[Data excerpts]
>>>>
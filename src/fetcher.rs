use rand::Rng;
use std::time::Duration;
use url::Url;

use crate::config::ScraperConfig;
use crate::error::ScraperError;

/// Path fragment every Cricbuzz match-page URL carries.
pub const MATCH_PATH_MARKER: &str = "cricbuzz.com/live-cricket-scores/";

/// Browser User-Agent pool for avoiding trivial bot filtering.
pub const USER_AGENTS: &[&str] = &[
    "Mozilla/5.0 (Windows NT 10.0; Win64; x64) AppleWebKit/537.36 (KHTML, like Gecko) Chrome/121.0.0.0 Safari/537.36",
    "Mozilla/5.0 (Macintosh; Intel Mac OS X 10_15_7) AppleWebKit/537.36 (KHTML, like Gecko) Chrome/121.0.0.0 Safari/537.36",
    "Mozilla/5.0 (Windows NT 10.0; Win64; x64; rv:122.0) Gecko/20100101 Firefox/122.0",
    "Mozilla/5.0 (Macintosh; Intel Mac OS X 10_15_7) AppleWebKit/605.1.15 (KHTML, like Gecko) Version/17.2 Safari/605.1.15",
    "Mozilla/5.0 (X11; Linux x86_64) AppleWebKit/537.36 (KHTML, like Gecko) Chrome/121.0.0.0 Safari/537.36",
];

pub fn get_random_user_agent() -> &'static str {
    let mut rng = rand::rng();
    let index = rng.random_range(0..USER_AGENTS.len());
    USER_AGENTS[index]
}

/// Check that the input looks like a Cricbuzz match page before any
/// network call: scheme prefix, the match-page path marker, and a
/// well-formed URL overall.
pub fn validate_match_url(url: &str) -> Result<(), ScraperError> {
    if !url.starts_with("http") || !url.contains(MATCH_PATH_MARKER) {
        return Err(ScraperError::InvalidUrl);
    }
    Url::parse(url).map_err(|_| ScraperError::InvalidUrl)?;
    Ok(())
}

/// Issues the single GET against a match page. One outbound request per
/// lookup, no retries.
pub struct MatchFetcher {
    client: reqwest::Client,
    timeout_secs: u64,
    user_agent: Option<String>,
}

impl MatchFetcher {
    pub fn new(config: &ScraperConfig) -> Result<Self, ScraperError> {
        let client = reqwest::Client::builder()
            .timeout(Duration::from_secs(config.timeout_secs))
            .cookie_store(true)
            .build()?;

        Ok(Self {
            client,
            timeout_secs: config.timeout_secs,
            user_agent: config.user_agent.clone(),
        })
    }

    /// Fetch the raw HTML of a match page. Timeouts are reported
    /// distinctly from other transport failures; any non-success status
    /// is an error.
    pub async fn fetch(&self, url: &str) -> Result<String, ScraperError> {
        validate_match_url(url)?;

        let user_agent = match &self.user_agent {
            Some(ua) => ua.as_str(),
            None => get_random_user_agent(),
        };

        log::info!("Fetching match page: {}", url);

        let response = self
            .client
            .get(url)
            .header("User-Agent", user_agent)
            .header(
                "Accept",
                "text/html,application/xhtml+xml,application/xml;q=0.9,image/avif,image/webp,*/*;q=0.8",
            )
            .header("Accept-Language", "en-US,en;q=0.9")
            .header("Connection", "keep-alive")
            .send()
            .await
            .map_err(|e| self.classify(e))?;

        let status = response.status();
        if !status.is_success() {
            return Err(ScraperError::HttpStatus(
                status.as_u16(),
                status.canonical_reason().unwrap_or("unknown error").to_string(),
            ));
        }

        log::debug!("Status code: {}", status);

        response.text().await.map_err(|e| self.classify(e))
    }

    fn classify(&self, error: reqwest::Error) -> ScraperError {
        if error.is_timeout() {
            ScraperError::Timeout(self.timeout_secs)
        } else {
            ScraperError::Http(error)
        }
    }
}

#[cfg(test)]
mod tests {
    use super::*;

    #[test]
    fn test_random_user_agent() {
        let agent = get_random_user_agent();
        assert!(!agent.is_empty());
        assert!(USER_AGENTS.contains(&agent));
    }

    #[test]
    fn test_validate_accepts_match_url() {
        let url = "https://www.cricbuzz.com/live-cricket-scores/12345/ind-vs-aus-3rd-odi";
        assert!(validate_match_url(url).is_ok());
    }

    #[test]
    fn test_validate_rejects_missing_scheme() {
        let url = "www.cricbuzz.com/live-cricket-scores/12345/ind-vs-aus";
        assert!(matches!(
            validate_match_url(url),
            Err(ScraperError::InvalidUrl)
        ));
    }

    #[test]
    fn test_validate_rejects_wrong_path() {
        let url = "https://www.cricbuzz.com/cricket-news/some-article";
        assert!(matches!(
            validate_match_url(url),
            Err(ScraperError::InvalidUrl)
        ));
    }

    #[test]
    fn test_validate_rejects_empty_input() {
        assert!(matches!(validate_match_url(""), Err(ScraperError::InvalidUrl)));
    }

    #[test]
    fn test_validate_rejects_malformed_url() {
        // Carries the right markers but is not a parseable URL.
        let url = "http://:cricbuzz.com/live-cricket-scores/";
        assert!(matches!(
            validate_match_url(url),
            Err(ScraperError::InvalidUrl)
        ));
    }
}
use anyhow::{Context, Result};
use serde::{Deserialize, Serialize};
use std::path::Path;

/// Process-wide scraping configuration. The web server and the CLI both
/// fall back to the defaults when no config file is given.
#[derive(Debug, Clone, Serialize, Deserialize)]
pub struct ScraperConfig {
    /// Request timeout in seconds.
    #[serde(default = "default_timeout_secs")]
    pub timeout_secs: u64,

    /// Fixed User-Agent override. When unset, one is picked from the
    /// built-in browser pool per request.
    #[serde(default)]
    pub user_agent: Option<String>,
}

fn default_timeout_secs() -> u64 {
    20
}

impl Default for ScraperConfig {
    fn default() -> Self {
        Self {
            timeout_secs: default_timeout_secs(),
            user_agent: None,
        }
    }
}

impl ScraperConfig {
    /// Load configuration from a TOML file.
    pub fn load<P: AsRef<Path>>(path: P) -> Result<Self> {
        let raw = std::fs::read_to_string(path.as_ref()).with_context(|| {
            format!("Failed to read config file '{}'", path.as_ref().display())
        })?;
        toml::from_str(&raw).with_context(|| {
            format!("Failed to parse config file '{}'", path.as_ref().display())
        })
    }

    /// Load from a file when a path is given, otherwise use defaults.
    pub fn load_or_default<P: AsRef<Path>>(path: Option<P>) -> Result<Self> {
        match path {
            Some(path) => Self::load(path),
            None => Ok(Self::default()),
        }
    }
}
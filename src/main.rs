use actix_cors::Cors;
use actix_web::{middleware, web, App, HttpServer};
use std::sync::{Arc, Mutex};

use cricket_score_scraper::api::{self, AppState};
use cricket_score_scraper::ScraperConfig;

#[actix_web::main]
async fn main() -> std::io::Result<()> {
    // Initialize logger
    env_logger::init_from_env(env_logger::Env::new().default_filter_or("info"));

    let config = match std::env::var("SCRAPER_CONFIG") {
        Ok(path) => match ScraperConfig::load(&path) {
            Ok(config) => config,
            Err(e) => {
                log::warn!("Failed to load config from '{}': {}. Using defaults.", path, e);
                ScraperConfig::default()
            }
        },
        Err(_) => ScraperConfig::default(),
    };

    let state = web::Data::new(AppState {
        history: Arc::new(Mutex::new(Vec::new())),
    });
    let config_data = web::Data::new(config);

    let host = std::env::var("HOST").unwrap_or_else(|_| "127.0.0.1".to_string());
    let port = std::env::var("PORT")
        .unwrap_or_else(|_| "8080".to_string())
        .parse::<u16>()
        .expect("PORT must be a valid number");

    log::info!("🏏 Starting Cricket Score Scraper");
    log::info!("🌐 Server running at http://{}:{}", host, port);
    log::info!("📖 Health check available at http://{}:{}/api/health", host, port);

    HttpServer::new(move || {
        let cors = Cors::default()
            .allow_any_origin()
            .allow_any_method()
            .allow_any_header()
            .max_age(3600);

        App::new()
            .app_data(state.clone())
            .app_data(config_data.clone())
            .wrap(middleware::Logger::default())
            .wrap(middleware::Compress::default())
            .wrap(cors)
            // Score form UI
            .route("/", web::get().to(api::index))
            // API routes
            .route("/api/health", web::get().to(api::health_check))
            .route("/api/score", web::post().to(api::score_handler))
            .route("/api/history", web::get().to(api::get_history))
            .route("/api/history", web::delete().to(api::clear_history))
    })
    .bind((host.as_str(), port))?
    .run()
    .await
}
<<<<
Task description:
From the data above, copy each line where the string "like" appears.

Answer to this task:
    "Mozilla/5.0 (Windows NT 10.0; Win64; x64) AppleWebKit/537.36 (KHTML, like Gecko) Chrome/121.0.0.0 Safari/537.36",
    "Mozilla/5.0 (Macintosh; Intel Mac OS X 10_15_7) AppleWebKit/537.36 (KHTML, like Gecko) Chrome/121.0.0.0 Safari/537.36",
    "Mozilla/5.0 (Macintosh; Intel Mac OS X 10_15_7) AppleWebKit/605.1.15 (KHTML, like Gecko) Version/17.2 Safari/605.1.15",
    "Mozilla/5.0 (X11; Linux x86_64) AppleWebKit/537.36 (KHTML, like Gecko) Chrome/121.0.0.0 Safari/537.36",
/// Check that the input looks like a Cricbuzz match page before any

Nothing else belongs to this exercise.